THE next few years are likely to see Pakistan trapped in low-growth mode. International lenders maintain that economic growth in the country will remain subdued, hovering in the range of 1.8pc-3.5pc in the medium term because of plummeting investment, persisting fiscal and external imbalances, and a large state presence in the economy. In its flagship World Economic Outlook 2024, released on the eve of the spring meetings of the World Bank Group, the IMF has predicted Pakistan’s economy will grow by 2pc this year and 3.5pc in the next. The estimates are based on the Fund’s recently concluded review of Pakistan’s macroeconomic position under the $3bn Stand-by Arrangement. Even these projections hinge on continued fiscal consolidation and a new IMF bailout. No wonder Finance Minister Muhammad Aurangzeb is in Washington to lobby for a larger, three-year Fund programme of $6bn-8bn to support planned economic reforms. As stated by him, the country will request a three-year programme “to help execute the structural reform agenda”. Referring to reduced market volatility and economic stabilisation achieved under the SBA, he said that market sentiment was more positive in the current fiscal year. “It’s really for that purpose that we have initiated the discussion with the Fund to get into a larger and an extended programme,” he explained.

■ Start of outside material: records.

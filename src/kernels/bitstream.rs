//! This module contains the fixed-width bit-packing codec for LZW code streams.
//!
//! Codes are written most-significant bit first, all at the same width. The
//! packed payload is framed as:
//!
//! ```text
//! [pad_count: 8 bits][codelength: 8 bits][code bits ...][pad_count zero bits]
//! ```
//!
//! `pad_count` is the number of zero bits appended to reach a byte boundary.
//! It is written last but stored first, so the writer reserves its byte up
//! front and patches it in `finish`.

use bitvec::prelude::*;

use crate::error::CodecError;

/// Size in bytes of the `[pad_count][codelength]` prefix.
pub const BITSTREAM_HEADER_LEN: usize = 2;
/// Widest code the codec will pack or accept.
pub const MAX_CODELENGTH: u8 = 32;

//==================================================================================
// 1. Bit Writer / Bit Reader
//==================================================================================

/// Appends fixed-width values to a growing MSB-first bit buffer.
#[derive(Debug, Default)]
pub struct BitWriter {
    bits: BitVec<u8, Msb0>,
}

impl BitWriter {
    pub fn new() -> Self {
        Self::default()
    }

    pub fn with_capacity(bits: usize) -> Self {
        BitWriter {
            bits: BitVec::with_capacity(bits),
        }
    }

    /// Number of bits written so far.
    pub fn len(&self) -> usize {
        self.bits.len()
    }

    pub fn is_empty(&self) -> bool {
        self.bits.is_empty()
    }

    /// Writes the low `width` bits of `value`, most significant first.
    pub fn write_bits(&mut self, value: u32, width: u8) -> Result<(), CodecError> {
        if width == 0 || width > MAX_CODELENGTH {
            return Err(CodecError::InvalidConfig(format!(
                "bit width must be in 1..={}, got {}",
                MAX_CODELENGTH, width
            )));
        }
        if width < 32 && value >> width != 0 {
            return Err(CodecError::BitstreamEncode { value, width });
        }
        let start = 32 - width as usize;
        self.bits
            .extend_from_bitslice(&value.view_bits::<Msb0>()[start..]);
        Ok(())
    }

    /// Appends zero bits up to the next byte boundary and returns how many
    /// were added.
    pub fn pad_to_byte(&mut self) -> u8 {
        let pad = (8 - self.bits.len() % 8) % 8;
        self.bits.resize(self.bits.len() + pad, false);
        pad as u8
    }

    /// Pads to a byte boundary and returns the raw bytes.
    pub fn into_bytes(mut self) -> Vec<u8> {
        self.pad_to_byte();
        self.bits.into_vec()
    }
}

/// Reads fixed-width values from a bit slice, advancing an internal cursor.
pub struct BitReader<'a> {
    bits: &'a BitSlice<u8, Msb0>,
    cursor: usize,
}

impl<'a> BitReader<'a> {
    pub fn new(bytes: &'a [u8]) -> Self {
        BitReader {
            bits: bytes.view_bits::<Msb0>(),
            cursor: 0,
        }
    }

    /// Restricts the reader to the first `len` bits of its input.
    pub fn truncate(&mut self, len: usize) {
        if len < self.bits.len() {
            self.bits = &self.bits[..len];
        }
    }

    pub fn remaining(&self) -> usize {
        self.bits.len() - self.cursor
    }

    /// Reads the next `width` bits as an unsigned value, or `None` if fewer
    /// than `width` bits remain.
    pub fn read_bits(&mut self, width: u8) -> Option<u32> {
        let width = width as usize;
        if width == 0 || width > MAX_CODELENGTH as usize || self.remaining() < width {
            return None;
        }
        let chunk = &self.bits[self.cursor..self.cursor + width];
        self.cursor += width;

        let mut value = 0u32;
        for bit in chunk.iter().by_vals() {
            value = (value << 1) | u32::from(bit);
        }
        Some(value)
    }
}

//==================================================================================
// 2. Public API
//==================================================================================

/// Header fields of a packed bitstream, read without unpacking the codes.
#[derive(Debug, Clone, Copy, PartialEq, Eq)]
pub struct BitstreamInfo {
    pub pad_count: u8,
    pub codelength: u8,
    /// Number of whole codes the payload holds.
    pub code_count: usize,
    /// Length in bytes of the framed bitstream.
    pub byte_len: usize,
}

/// Packs `codes` at `codelength` bits each into a framed byte buffer.
pub fn pack(codes: &[u32], codelength: u8) -> Result<Vec<u8>, CodecError> {
    let mut writer =
        BitWriter::with_capacity(BITSTREAM_HEADER_LEN * 8 + codes.len() * codelength as usize + 8);

    // Placeholder for pad_count, patched once the payload length is known.
    writer.write_bits(0, 8)?;
    writer.write_bits(u32::from(codelength), 8)?;
    for &code in codes {
        writer.write_bits(code, codelength)?;
    }

    let pad_count = writer.pad_to_byte();
    let mut bytes = writer.into_bytes();
    bytes[0] = pad_count;

    log::debug!(
        "bitstream pack: {} codes at {} bits -> {} bytes (pad {})",
        codes.len(),
        codelength,
        bytes.len(),
        pad_count
    );
    Ok(bytes)
}

/// Reads and validates the bitstream header.
pub fn peek(bytes: &[u8]) -> Result<BitstreamInfo, CodecError> {
    let total_bits = bytes.len() * 8;
    if bytes.len() < BITSTREAM_HEADER_LEN {
        return Err(CodecError::malformed(
            "bitstream_header",
            "at least 16 bits",
            format!("{} bits", total_bits),
        ));
    }

    let pad_count = bytes[0];
    let codelength = bytes[1];
    if pad_count > 7 {
        return Err(CodecError::malformed("pad_count", "0..=7", pad_count));
    }
    if codelength == 0 || codelength > MAX_CODELENGTH {
        return Err(CodecError::malformed(
            "codelength",
            format!("1..={}", MAX_CODELENGTH),
            codelength,
        ));
    }

    let body_bits = total_bits - BITSTREAM_HEADER_LEN * 8;
    if usize::from(pad_count) > body_bits {
        return Err(CodecError::malformed(
            "pad_count",
            format!("at most {} payload bits", body_bits),
            pad_count,
        ));
    }

    Ok(BitstreamInfo {
        pad_count,
        codelength,
        code_count: (body_bits - usize::from(pad_count)) / usize::from(codelength),
        byte_len: bytes.len(),
    })
}

/// Unpacks a framed bitstream into its codes and their width. A trailing
/// group shorter than `codelength` is dropped.
pub fn unpack(bytes: &[u8]) -> Result<(Vec<u32>, u8), CodecError> {
    let info = peek(bytes)?;

    let mut reader = BitReader::new(&bytes[BITSTREAM_HEADER_LEN..]);
    let payload_bits = reader.remaining() - usize::from(info.pad_count);
    reader.truncate(payload_bits);

    let mut codes = Vec::with_capacity(info.code_count);
    while let Some(code) = reader.read_bits(info.codelength) {
        codes.push(code);
    }

    log::debug!(
        "bitstream unpack: {} bytes -> {} codes at {} bits",
        bytes.len(),
        codes.len(),
        info.codelength
    );
    Ok((codes, info.codelength))
}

If approved, it will be Pakistan’s 24th engagement with the IMF since 1958. Will this new programme break what the minister was reported to have referred to as the “chain of financial struggles and bailouts”? The fact is that Pakistan has never been able to complete a longer programme with the Fund because of a breach in policy goals thanks to political reasons. What will be different this time around? So far, the minister has shown an understanding of the issues that have dragged the economy down and his commitment to implementing long-delayed structural reforms without any proviso. “If we do not go through the structural reforms, unfortunately, we will still be looking at another programme,” he told an Atlantic Council meeting. He knows what needs to be done and said that Pakistan does not require “too many policy prescriptions”. The problems are well-known and the country is aware of what is needed to stabilise the economy. The challenge is follow-through and implementation.

Unlike his predecessors, Mr Aurangzeb intends to discuss the programme’s “growth aspects” with the IMF as well. But he has not elaborated on how he plans to grow the economy without breaching the programme policy steps that must focus on tough stabilisation reforms. With the economy going through its worst crisis, the budget for next year is set to reveal how steadfast the government will be in its commitment to undertaking reforms, and how Mr Aurangzeb balances stabilisation with relatively faster growth.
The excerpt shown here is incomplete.